WHAT THE TASK ASKS:
Keep every line of the data below that has the string "VertexLayout" and present those lines.

%%

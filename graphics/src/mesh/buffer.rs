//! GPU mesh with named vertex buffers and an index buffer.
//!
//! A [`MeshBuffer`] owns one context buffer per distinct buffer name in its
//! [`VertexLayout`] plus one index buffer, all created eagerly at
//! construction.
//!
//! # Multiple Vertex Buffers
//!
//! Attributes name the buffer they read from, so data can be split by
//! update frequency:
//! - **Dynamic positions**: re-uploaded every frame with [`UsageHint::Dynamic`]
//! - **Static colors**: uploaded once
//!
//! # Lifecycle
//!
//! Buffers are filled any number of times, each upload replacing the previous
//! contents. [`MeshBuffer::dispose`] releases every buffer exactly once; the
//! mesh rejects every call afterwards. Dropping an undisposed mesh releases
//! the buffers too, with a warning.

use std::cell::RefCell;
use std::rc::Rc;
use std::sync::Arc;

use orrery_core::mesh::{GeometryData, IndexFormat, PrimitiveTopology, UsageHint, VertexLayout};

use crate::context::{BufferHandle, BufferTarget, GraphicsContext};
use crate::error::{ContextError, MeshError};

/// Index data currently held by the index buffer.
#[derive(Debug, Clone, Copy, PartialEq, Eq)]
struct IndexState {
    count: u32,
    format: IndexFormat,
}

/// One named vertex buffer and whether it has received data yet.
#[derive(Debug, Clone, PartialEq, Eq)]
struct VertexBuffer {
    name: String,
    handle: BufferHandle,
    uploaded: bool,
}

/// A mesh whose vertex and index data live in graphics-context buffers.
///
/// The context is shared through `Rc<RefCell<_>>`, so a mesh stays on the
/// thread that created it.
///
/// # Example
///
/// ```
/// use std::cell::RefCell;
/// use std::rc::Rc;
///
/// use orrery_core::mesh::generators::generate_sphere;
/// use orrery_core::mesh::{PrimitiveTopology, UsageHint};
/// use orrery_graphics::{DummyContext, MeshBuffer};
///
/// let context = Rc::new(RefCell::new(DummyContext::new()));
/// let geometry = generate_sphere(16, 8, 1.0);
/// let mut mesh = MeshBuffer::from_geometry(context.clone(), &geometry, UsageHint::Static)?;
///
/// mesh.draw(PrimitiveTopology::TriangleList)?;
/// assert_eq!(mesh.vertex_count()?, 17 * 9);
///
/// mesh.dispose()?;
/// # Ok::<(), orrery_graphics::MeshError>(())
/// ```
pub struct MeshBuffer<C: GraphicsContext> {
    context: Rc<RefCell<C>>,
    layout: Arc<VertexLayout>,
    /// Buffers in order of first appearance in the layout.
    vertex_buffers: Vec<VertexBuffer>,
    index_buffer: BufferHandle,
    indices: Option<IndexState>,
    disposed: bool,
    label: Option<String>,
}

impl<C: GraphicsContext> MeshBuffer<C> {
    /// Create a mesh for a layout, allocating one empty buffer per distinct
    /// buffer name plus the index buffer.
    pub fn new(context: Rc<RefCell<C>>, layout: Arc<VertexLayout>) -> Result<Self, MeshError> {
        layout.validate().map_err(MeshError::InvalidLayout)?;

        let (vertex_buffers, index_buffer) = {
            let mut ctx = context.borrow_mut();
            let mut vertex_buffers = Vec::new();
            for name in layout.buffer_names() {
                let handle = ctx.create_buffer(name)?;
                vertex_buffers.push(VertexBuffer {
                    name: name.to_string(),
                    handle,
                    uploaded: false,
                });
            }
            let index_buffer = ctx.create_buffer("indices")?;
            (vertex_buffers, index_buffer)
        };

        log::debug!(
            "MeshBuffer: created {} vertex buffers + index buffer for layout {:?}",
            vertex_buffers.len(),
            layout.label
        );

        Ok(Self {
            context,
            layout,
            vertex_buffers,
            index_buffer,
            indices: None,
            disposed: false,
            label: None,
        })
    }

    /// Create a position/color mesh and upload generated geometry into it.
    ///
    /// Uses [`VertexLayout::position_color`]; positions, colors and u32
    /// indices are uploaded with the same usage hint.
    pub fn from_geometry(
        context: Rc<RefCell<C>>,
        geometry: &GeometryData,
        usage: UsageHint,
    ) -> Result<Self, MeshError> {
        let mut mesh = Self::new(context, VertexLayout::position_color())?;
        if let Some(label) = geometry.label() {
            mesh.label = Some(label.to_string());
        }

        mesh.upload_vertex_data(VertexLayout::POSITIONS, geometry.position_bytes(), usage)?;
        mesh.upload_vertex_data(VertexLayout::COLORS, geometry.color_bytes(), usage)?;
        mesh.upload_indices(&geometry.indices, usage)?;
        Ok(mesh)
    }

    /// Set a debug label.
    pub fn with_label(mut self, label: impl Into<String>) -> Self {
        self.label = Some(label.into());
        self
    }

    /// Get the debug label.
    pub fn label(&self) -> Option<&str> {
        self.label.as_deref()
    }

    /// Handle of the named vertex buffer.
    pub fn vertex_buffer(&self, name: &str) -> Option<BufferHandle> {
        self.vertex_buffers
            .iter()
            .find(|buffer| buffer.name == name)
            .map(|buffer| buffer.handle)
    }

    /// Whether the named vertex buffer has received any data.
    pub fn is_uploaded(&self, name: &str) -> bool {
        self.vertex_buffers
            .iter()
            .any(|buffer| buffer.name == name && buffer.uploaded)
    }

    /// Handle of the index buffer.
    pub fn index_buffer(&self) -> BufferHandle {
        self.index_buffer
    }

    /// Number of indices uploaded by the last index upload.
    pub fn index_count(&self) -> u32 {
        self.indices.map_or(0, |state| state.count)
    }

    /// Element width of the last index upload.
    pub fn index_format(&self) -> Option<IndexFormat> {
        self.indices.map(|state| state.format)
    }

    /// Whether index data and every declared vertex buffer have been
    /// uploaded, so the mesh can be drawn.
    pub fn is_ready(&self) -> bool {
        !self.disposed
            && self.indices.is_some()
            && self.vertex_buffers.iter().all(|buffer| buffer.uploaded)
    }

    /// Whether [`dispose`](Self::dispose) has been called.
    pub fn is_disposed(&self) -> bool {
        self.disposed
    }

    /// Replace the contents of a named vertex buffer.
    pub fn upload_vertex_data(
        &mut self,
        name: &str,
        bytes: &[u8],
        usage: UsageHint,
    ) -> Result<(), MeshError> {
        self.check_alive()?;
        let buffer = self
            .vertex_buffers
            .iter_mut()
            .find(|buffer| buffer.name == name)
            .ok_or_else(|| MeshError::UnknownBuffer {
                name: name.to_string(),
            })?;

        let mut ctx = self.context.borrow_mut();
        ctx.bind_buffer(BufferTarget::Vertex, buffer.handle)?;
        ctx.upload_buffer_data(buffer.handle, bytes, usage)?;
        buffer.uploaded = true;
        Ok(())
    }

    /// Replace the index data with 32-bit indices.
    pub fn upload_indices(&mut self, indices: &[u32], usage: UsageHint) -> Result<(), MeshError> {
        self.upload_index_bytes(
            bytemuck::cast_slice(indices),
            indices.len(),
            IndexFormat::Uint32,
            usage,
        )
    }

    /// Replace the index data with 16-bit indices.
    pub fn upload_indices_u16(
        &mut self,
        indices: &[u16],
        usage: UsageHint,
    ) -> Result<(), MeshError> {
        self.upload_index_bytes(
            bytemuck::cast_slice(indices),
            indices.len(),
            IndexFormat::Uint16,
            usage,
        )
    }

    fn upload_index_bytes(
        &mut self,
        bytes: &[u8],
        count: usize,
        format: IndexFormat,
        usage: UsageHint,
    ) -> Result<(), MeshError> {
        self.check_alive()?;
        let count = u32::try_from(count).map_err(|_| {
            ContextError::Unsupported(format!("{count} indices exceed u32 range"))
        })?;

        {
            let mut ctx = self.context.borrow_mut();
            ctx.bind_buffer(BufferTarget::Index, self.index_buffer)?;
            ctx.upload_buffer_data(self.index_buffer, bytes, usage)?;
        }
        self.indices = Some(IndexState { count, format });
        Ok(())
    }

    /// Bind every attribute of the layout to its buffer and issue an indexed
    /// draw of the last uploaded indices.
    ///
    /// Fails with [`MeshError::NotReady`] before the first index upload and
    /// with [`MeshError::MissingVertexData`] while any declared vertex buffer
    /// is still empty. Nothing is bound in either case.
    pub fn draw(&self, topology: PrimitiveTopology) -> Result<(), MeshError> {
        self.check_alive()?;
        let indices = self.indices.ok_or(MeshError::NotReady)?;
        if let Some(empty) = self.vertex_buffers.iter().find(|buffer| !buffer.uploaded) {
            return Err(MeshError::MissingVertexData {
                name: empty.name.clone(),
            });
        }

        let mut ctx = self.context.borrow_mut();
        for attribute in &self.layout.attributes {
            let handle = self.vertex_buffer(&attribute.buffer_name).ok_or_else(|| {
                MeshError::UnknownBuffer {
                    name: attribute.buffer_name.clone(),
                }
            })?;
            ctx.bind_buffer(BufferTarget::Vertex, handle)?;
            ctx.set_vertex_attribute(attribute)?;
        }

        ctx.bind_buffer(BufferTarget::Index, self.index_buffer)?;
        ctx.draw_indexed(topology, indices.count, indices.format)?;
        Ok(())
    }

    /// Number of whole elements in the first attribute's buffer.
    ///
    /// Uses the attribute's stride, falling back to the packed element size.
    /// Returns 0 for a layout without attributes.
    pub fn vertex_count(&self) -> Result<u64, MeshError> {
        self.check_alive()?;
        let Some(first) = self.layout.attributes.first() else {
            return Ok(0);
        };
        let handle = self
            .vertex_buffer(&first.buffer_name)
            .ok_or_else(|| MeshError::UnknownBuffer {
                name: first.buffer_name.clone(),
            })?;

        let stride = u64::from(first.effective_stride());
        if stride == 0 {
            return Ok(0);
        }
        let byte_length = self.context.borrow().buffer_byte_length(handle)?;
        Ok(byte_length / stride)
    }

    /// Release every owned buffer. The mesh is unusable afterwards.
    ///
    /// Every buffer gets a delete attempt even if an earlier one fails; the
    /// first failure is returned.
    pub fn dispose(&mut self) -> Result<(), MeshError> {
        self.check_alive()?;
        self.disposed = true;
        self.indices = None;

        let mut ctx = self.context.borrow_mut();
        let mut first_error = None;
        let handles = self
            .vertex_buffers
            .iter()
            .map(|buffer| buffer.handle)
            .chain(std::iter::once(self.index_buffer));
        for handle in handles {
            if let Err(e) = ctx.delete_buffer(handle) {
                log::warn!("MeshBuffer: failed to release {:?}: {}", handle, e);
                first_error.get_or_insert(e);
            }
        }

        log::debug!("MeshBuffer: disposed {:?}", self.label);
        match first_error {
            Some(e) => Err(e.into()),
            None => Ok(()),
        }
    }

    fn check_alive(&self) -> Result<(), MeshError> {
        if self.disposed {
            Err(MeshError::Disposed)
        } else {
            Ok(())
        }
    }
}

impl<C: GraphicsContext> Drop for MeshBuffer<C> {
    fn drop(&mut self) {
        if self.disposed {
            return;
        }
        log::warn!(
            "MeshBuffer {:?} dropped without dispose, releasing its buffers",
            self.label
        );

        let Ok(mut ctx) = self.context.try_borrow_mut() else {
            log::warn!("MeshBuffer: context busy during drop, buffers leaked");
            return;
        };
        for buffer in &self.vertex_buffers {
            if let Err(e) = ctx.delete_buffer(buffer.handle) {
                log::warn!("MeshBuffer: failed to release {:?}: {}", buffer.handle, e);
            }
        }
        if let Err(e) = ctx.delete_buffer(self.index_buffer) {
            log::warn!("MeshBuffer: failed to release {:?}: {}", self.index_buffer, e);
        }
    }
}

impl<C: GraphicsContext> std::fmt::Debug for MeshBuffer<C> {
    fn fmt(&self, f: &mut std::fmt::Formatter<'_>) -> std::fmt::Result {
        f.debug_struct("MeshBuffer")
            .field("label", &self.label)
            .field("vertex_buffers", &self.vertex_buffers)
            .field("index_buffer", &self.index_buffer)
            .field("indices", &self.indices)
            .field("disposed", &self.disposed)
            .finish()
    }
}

%%

COMPLETED EXERCISE:
//! [`VertexLayout`] plus one index buffer, all created eagerly at
use orrery_core::mesh::{GeometryData, IndexFormat, PrimitiveTopology, UsageHint, VertexLayout};
    layout: Arc<VertexLayout>,
    pub fn new(context: Rc<RefCell<C>>, layout: Arc<VertexLayout>) -> Result<Self, MeshError> {
    /// Uses [`VertexLayout::position_color`]; positions, colors and u32
        let mut mesh = Self::new(context, VertexLayout::position_color())?;
        mesh.upload_vertex_data(VertexLayout::POSITIONS, geometry.position_bytes(), usage)?;
        mesh.upload_vertex_data(VertexLayout::COLORS, geometry.color_bytes(), usage)?;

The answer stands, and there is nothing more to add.